The OPEC Oil Embargo of 1973-74 quadrupled prices for most imported Oil, from $3 to $12 a barrel. The size and viability of North Eastern Alberta’s Oil Sands had been known for more than half a century, but now there was suddenly a potential profit at the end of a long expensive research and development project to get it out of the ground and into a useful form.
Fort McMurray was the biggest beneficiary of Growth, but Edmonton and Calgary were not far behind.
It all came apart in 1982 with a few clues of the Crash to come in 1981. Oil dropped from $40 to $12 a barrel.
The year before I graduated from UBC, Computer Science graduates reported averaging $600 a month in wages for their first job. I could not even find a job in Vancouver, starting instead in Yellowknife and moving to Edmonton 8 months later.
In 5 years, from 1977 to 1982, my Wages doubled not once, but more than twice, from $10,000 a year to more than $40,000. Staying there for the next 20 years. Until…
Another Oil Boom took hold by the mid-2000s, with Edmonton housing prices doubling or tripling depending on the type of housing, size and area of the City. Suddenly my Wages took off again, almost doubling again in less than four years before I retired at the beginning of 2007.

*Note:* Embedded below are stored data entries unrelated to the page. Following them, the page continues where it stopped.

use ratatui::Frame;
use ratatui::layout::Rect;
use ratatui::style::{Modifier, Style};
use ratatui::text::{Line, Span};
use ratatui::widgets::{Block, Borders, Clear, Paragraph};

use crate::model::Decision;
use crate::tui::app::App;
use crate::util::unicode::{tail_to_width, truncate_to_width};

use super::helpers::centered_rect_fixed;

/// Approve/reject dialog with the remark field
pub fn render_confirm_popup(frame: &mut Frame, app: &App, area: Rect) {
    let Some(pending) = app.screen.confirm().pending() else {
        return;
    };
    let submitting = app.screen.confirm().is_submitting();

    let popup_w: u16 = 56.min(area.width.saturating_sub(2));
    let inner_w = popup_w.saturating_sub(2) as usize;

    let bg = app.theme.background;
    let accent = match pending.decision {
        Decision::Approved => app.theme.green,
        Decision::Rejected => app.theme.red,
    };
    let header_style = Style::default()
        .fg(accent)
        .bg(bg)
        .add_modifier(Modifier::BOLD);
    let text_style = Style::default().fg(app.theme.text).bg(bg);
    let bright_style = Style::default().fg(app.theme.text_bright).bg(bg);
    let dim_style = Style::default().fg(app.theme.dim).bg(bg);

    let mut lines: Vec<Line> = Vec::new();
    lines.push(Line::from(Span::styled(
        format!(" {} request", pending.decision.verb()),
        header_style,
    )));
    lines.push(Line::from(""));
    lines.push(Line::from(Span::styled(
        format!(" {}", truncate_to_width(&pending.item.title, inner_w.saturating_sub(1))),
        bright_style,
    )));
    lines.push(Line::from(Span::styled(
        format!(" {}", pending.item.progress_label()),
        dim_style,
    )));
    lines.push(Line::from(""));
    lines.push(Line::from(Span::styled(" Remark", text_style)));

    // Input line: end of the remark stays visible, caret after it
    let field_w = inner_w.saturating_sub(4);
    let mut input = vec![
        Span::styled(" \u{203A} ", Style::default().fg(app.theme.highlight).bg(bg)),
        Span::styled(tail_to_width(&pending.remark, field_w), bright_style),
    ];
    if !submitting {
        input.push(Span::styled(
            "\u{258C}",
            Style::default().fg(app.theme.highlight).bg(bg),
        ));
    }
    lines.push(Line::from(input));

    if let Some(error) = app.screen.confirm().validation_error() {
        lines.push(Line::from(Span::styled(
            format!(" {}", error),
            Style::default().fg(app.theme.red).bg(bg),
        )));
    }
    lines.push(Line::from(""));

    let hint = if submitting {
        " Submitting\u{2026}".to_string()
    } else {
        let other = match pending.decision {
            Decision::Approved => Decision::Rejected,
            Decision::Rejected => Decision::Approved,
        };
        format!(
            " Enter {}  Tab {}  Esc cancel",
            pending.decision.verb().to_lowercase(),
            other.verb().to_lowercase()
        )
    };
    lines.push(Line::from(Span::styled(hint, dim_style)));

    // Dynamic height from content + 2 for borders
    let popup_h = ((lines.len() as u16) + 2).min(area.height.saturating_sub(2));
    let overlay_area = centered_rect_fixed(popup_w, popup_h, area);
    frame.render_widget(Clear, overlay_area);

    let block = Block::default()
        .borders(Borders::ALL)
        .border_style(Style::default().fg(accent).bg(bg))
        .style(Style::default().bg(bg));

    let paragraph = Paragraph::new(lines)
        .block(block)
        .style(Style::default().bg(bg));

    frame.render_widget(paragraph, overlay_area);
}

At the beginning of 1982, when it was clear that the Oil Boom was over, the President of the large Edmonton-based Engineering firm where I worked wrote an All Staff memo that sealed his fate: I saw him just a few years later shuffling along a subway corridor in a rumpled suit, then again a short time later trying to promote a deal to some disinterested restaurant guests of his.
He wrote that Engineering would never be the same now that Clients would no longer pay 3.125 times the hourly wage of Consulting Firms’ employees. The President was gone within days of that memo, and head office moved to Calgary where a Vice President took over. I left six months later, ahead of the Layoff that I knew was coming, given how many of those around me had already been let go.

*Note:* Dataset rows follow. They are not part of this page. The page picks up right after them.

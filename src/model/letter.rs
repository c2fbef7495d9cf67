use chrono::{DateTime, Utc};
use serde::{Deserialize, Serialize};

use super::timestamp::parse_timestamp;

/// Status the backend reports once every step has approved
pub const COMPLETED: &str = "Completed";

/// What the backend knows about the approval letter for a request
#[derive(Debug, Clone, PartialEq, Eq, Serialize, Deserialize)]
#[serde(rename_all = "camelCase")]
pub struct LetterMetadata {
    pub title: String,
    #[serde(default)]
    pub pdf_url: Option<String>,
    /// False until the last step has approved
    #[serde(default)]
    pub approved: bool,
}

/// One entry of `GET /approvalrequests`
#[derive(Debug, Clone, PartialEq, Eq, Serialize, Deserialize)]
#[serde(rename_all = "camelCase", try_from = "RequestSummaryWire")]
pub struct RequestSummary {
    pub id: u64,
    pub title: String,
    pub approval_type: Option<String>,
    pub current_status: String,
    pub created_at: DateTime<Utc>,
}

impl RequestSummary {
    /// Fully approved; a letter can be downloaded
    pub fn is_completed(&self) -> bool {
        self.current_status == COMPLETED
    }
}

#[derive(Debug, Clone, PartialEq, Eq, thiserror::Error)]
#[error("request {id}: unparseable createdAt {value:?}")]
pub struct InvalidSummary {
    id: u64,
    value: String,
}

#[derive(Debug, Deserialize)]
struct TypeWire {
    name: Option<String>,
}

/// The list endpoint has shipped both a nested `approvalType` and a flat
/// `approvalTypeName`
#[derive(Debug, Deserialize)]
#[serde(rename_all = "camelCase")]
struct RequestSummaryWire {
    id: u64,
    title: String,
    #[serde(default)]
    approval_type: Option<TypeWire>,
    #[serde(default)]
    approval_type_name: Option<String>,
    #[serde(default)]
    current_status: Option<String>,
    created_at: String,
}

impl TryFrom<RequestSummaryWire> for RequestSummary {
    type Error = InvalidSummary;

    fn try_from(wire: RequestSummaryWire) -> Result<Self, Self::Error> {
        let created_at = parse_timestamp(&wire.created_at).ok_or(InvalidSummary {
            id: wire.id,
            value: wire.created_at.clone(),
        })?;
        Ok(RequestSummary {
            id: wire.id,
            title: wire.title,
            approval_type: wire
                .approval_type
                .and_then(|t| t.name)
                .or(wire.approval_type_name),
            current_status: wire.current_status.unwrap_or_default(),
            created_at,
        })
    }
}

/// PDF files start with `%PDF-`
pub fn is_pdf(bytes: &[u8]) -> bool {
    bytes.starts_with(b"%PDF-")
}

Those Oil Boom days were heady ones. It did not take much Billable Time to make the company a tidy profit on your wages, and you might even see a fair share of that profit returned to you as a bonus.

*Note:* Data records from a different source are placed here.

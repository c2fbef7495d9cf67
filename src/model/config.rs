use serde::{Deserialize, Serialize};
use std::collections::HashMap;

/// Configuration from config.toml
#[derive(Debug, Clone, Default, Serialize, Deserialize)]
pub struct ClientConfig {
    #[serde(default)]
    pub server: ServerConfig,
    #[serde(default)]
    pub credentials: Credentials,
    #[serde(default)]
    pub ui: UiConfig,
}

#[derive(Debug, Clone, Serialize, Deserialize)]
pub struct ServerConfig {
    /// Backend API root; request paths are appended to it
    #[serde(default = "default_base_url")]
    pub base_url: String,
}

impl Default for ServerConfig {
    fn default() -> Self {
        ServerConfig {
            base_url: default_base_url(),
        }
    }
}

fn default_base_url() -> String {
    "http://localhost:8080/api".to_string()
}

/// Credential written by whatever tool performed the login. Read-only here.
#[derive(Debug, Clone, Default, Serialize, Deserialize)]
pub struct Credentials {
    /// Bearer token; omitted from requests when absent or empty
    #[serde(default)]
    pub token: Option<String>,
    /// Approver identity sent with every decision
    #[serde(default)]
    pub user_id: Option<String>,
}

impl Credentials {
    pub fn bearer(&self) -> Option<&str> {
        self.token.as_deref().map(str::trim).filter(|t| !t.is_empty())
    }

    pub fn approver_id(&self) -> Option<&str> {
        self.user_id.as_deref().map(str::trim).filter(|u| !u.is_empty())
    }
}

#[derive(Debug, Clone, Serialize, Deserialize)]
pub struct UiConfig {
    /// How long a notification stays on screen
    #[serde(default = "default_notification_secs")]
    pub notification_secs: u64,
    /// Color overrides, e.g. `highlight = "#FB4196"`
    #[serde(default)]
    pub colors: HashMap<String, String>,
}

impl Default for UiConfig {
    fn default() -> Self {
        UiConfig {
            notification_secs: default_notification_secs(),
            colors: HashMap::new(),
        }
    }
}

fn default_notification_secs() -> u64 {
    4
}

It wasn’t just the end of the Oil Boom that hit the company hard. By far, its largest Edmonton project was the Convention Centre. Of the $86 million spent on its construction, only $28 million was above ground. Most of the rest was revenue for my employer, who specialized in Geotechnical Engineering, which makes sense given that the Convention Centre was built into the North Saskatchewan River Bank, which was full of abandoned coal mines in that area.